Un altro passaggio importante parla del blocco sociale della borghesia (di professionisti e intellettuali), che – invece di guidare la società – è sempre attento ai suoi interessi corporativi e di potere. Dunque la società civile è complice dello sfascio e non vittima della politica (pp. 34-5). E’ questa complicità che ha fatto fallire l’esperienza delle regioni come centri di decisione politica (p. 86).

Il terzo punto di forza dell’analisi di Scamardella è che “l’idea che lo sviluppo economico possa essere generato dal solo intervento dello Stato, senza una contemporanea rivoluzione culturale” si è rivelata fallace (p. 40). Molto ben detto. Siamo arrivati al nodo centrale, messo in evidenza dalle migliori analisi del meridionalismo (quelle di Genovesi, Galanti, Fortunato, Salvemini, Nitti, Gramsci). Ma si tratta di un nodo complesso come quello di Gordio, che però non si può sciogliere con la spada del manicheismo.

Lo stato post-unitario, da una parte, impose nel Sud strade e ferrovie, ospedali e farmacie, scuole elementari, carabinieri; tutte cose che erano state sempre impedite dai grandi proprietari terrieri (che da sette secoli dominavano il Sud) e dai loro clienti (la borghesia amministrativa, sempre a caccia di stipendi pubblici). D’altra parte, i governi nazionali subirono il ricatto dei grandi agrari del Sud (il partito governativo per antonomasia) e stroncarono, con le politiche sui dazi, i primi germogli di imprenditoria dal basso. Avviarono l’industrializzazione, ma poi sparavano sui contadini che chiedevano terre su cui lavorare per diventare appunto piccoli imprenditori.
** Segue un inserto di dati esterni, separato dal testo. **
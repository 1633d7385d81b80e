//! # servisor
//!
//! **Servisor** is a bootstrap layer for long-running network services.
//!
//! It provides two things: a configuration resolution pipeline (defaults,
//! caller overrides, environment variables, an on-disk secret store) and a
//! staged lifecycle orchestrator that drives a service from construction
//! through listening to graceful termination. HTTP, scheduling timers, and
//! log output are collaborator concerns behind narrow traits; the crate is
//! designed as a building block under an application's own server stack.
//!
//! ## Architecture
//! ### Overview
//! ```text
//!      defaults    overrides    environment    secret store
//!          │           │             │              │
//!          └──── deep_merge ── apply_overrides ─ resolve ──► effective config
//!                                                                  │
//! ┌────────────────────────────────────────────────────────────────▼──────┐
//! │  Orchestrator                                                         │
//! │  - phase lists   (initialization … pre-terminate, in order)           │
//! │  - ScheduleRegistry (pending JobSpecs, drained at activation)         │
//! │  - runtime table (job name → JobHandle)                               │
//! │  - ShutdownController (signals, faults, explicit exit)                │
//! └──────┬───────────────────┬────────────────────┬───────────────────────┘
//!        ▼                   ▼                    ▼
//!   Service (HTTP)     Scheduler (timers)    LogSink (severities)
//!   health/static/     CronScheduler:        TracingSink ─► tracing
//!   fallback/listen    one driver per job    NullSink    ─► logger off
//! ```
//!
//! ### Lifecycle
//! ```text
//! Orchestrator::run()
//!   ├─► resolve configuration (never starts partially configured)
//!   ├─► initialization   health endpoint + registered ops
//!   ├─► pre-process      registered ops, in order; failure aborts
//!   ├─► process          registered ops (route registration)
//!   ├─► wrap-up          static mounts, fallback, ops, schedule activation
//!   ├─► post-process     registered ops; failures logged, never fatal
//!   ├─► listen(port)     info logged once on success
//!   ├─► Running          until signal / fault / exit request
//!   └─► Terminating
//!         ├─ fault? log fatal exactly once
//!         ├─ pre-terminate ops (exactly once, whatever the trigger)
//!         ├─ cancel every runtime job handle
//!         └─ ExitOutcome { cause } ─► exit code
//! ```
//!
//! ## Features
//! | Area              | Description                                                  | Key types / traits                          |
//! |-------------------|--------------------------------------------------------------|---------------------------------------------|
//! | **Configuration** | Layered resolution with typed env overrides and secrets.     | [`deep_merge`], [`coerce`], [`SecretDescriptor`] |
//! | **Lifecycle**     | Staged startup/shutdown with strict ordering.                | [`Orchestrator`], [`Phase`], [`Context`]    |
//! | **Scheduling**    | Cron-driven jobs with per-name cancel handles.               | [`JobSpec`], [`SchedulePattern`], [`CronScheduler`] |
//! | **Termination**   | Injected shutdown capability, signal mapping, exit codes.    | [`ShutdownController`], [`ExitOutcome`]     |
//! | **Collaborators** | Narrow seams for the server, timers, and logging.            | [`Service`], [`Scheduler`], [`LogSink`]     |
//! | **Errors**        | Typed errors per pipeline stage.                             | [`BootError`], [`PhaseError`], [`OpError`]  |
//!
//! ## Example
//! ```no_run
//! use serde_json::json;
//! use servisor::{Context, OpFn, Orchestrator, Phase};
//!
//! #[tokio::main(flavor = "current_thread")]
//! async fn main() -> Result<(), Box<dyn std::error::Error>> {
//!     let orch = Orchestrator::builder(json!({ "listen": 3000 })).build();
//!
//!     orch.add_operation(
//!         Phase::PreProcess,
//!         OpFn::arc("connect-db", |cx: Context| async move {
//!             let _dsn = cx.config()["sql"]["connection"]["host"].clone();
//!             // open the pool...
//!             Ok(())
//!         }),
//!     );
//!
//!     let outcome = orch.run().await?;
//!     std::process::exit(outcome.exit_code());
//! }
//! ```

mod config;
mod core;
mod error;
mod jobs;
mod logger;
mod ops;
mod service;

// ---- Public re-exports ----

pub use config::{
    apply_overrides, built_in_defaults, coerce, deep_merge, process_env, resolver, secret,
    SecretDescriptor,
};
pub use core::{
    Context, ExitOutcome, LifecycleState, Orchestrator, OrchestratorBuilder, Phase,
    ShutdownController, TerminationCause,
};
pub use error::{
    BootError, ConfigError, FatalFault, OpError, PhaseError, ScheduleError,
};
pub use jobs::{
    Activation, CronScheduler, Job, JobFn, JobHandle, JobRef, JobSpec, SchedulePattern,
    ScheduleRegistry, Scheduler,
};
pub use logger::{effective_sink, LogSink, NullSink, TracingSink};
pub use ops::{OpFn, OpRef, PhaseOp};
pub use service::{Fallback, FallbackFn, NullService, Service};
//! # Phase operation abstraction.
//!
//! A [`PhaseOp`] is one unit of startup or shutdown work registered against a
//! lifecycle phase. Operations within a phase run strictly in registration
//! order and are awaited sequentially; a hung operation blocks startup, so
//! long-running work belongs in a scheduled job, not a phase op.

use std::sync::Arc;

use async_trait::async_trait;

use crate::core::Context;
use crate::error::OpError;

/// # Asynchronous unit of phase work.
///
/// Receives the runtime [`Context`] (resolved configuration plus the shutdown
/// capability). Returning an error from any phase other than post-process
/// aborts the remaining startup sequence.
///
/// # Example
/// ```
/// use async_trait::async_trait;
/// use servisor::{Context, OpError, PhaseOp};
///
/// struct ConnectDb;
///
/// #[async_trait]
/// impl PhaseOp for ConnectDb {
///     fn name(&self) -> &str { "connect-db" }
///
///     async fn run(&self, cx: &Context) -> Result<(), OpError> {
///         let _host = cx.config()["sql"]["connection"]["host"].clone();
///         // open the pool...
///         Ok(())
///     }
/// }
/// ```
#[async_trait]
pub trait PhaseOp: Send + Sync + 'static {
    /// Returns a stable, human-readable operation name.
    fn name(&self) -> &str {
        "anonymous"
    }

    /// Executes the operation to completion.
    async fn run(&self, cx: &Context) -> Result<(), OpError>;
}

/// Shared reference to a phase operation.
pub type OpRef = Arc<dyn PhaseOp>;
//! # Phase operation abstractions.
//!
//! This module provides the operation-related types:
//! - [`PhaseOp`] - trait for implementing async phase operations
//! - [`OpFn`] - function-based operation implementation
//! - [`OpRef`] - shared reference to an operation (`Arc<dyn PhaseOp>`)

mod op;
mod op_fn;

pub use op::{OpRef, PhaseOp};
pub use op_fn::OpFn;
Persino il grande sviluppo del welfare state non sfuggì a questa logica ambigua. L’unica differenza è che – decaduti i grandi agrari – la guida della società passò direttamente alla “borghesia di stato”, il blocco di tecnici compiacenti, amministratori, imprenditori-clienti e politici che tuttora gestisce il fiume di denaro pubblico che arriva al Sud.

L’autore propone una macro-regione del Sud con base comunale per responsabilizzare i nostri amministratori e avviare la rivoluzione culturale necessaria. Forse è una soluzione. Ma di una cosa sono certo: non c’è un eccesso di stato nel Sud, c’è carenza. E non per continuare con l’assistenzialismo, ma per esercitare un vero controllo, come fanno in tutti i paesi sviluppati, che sanzioni chi viola il proprio impegno con le istituzioni; un controllo sugli appalti e la loro gestione, sull’utilizzo dei fondi, la correttezza dei bilanci, la produttività del settore pubblico, l’efficienza della pubblica amministrazione, la scuola e la sua efficacia, l’evasione fiscale dai mille volti, l’assenteismo, il traffico … Un controllo vero non può che basarsi sul principio che il superiore è responsabile di ciò che fa il subalterno. Finché i responsabili – politici, amministrativi, imprenditori, tecnici – non pagheranno per le loro distrazioni, complicità, connivenze sulle violazioni dei subalterni o appaltanti, non ci sarà nessuna rivoluzione culturale.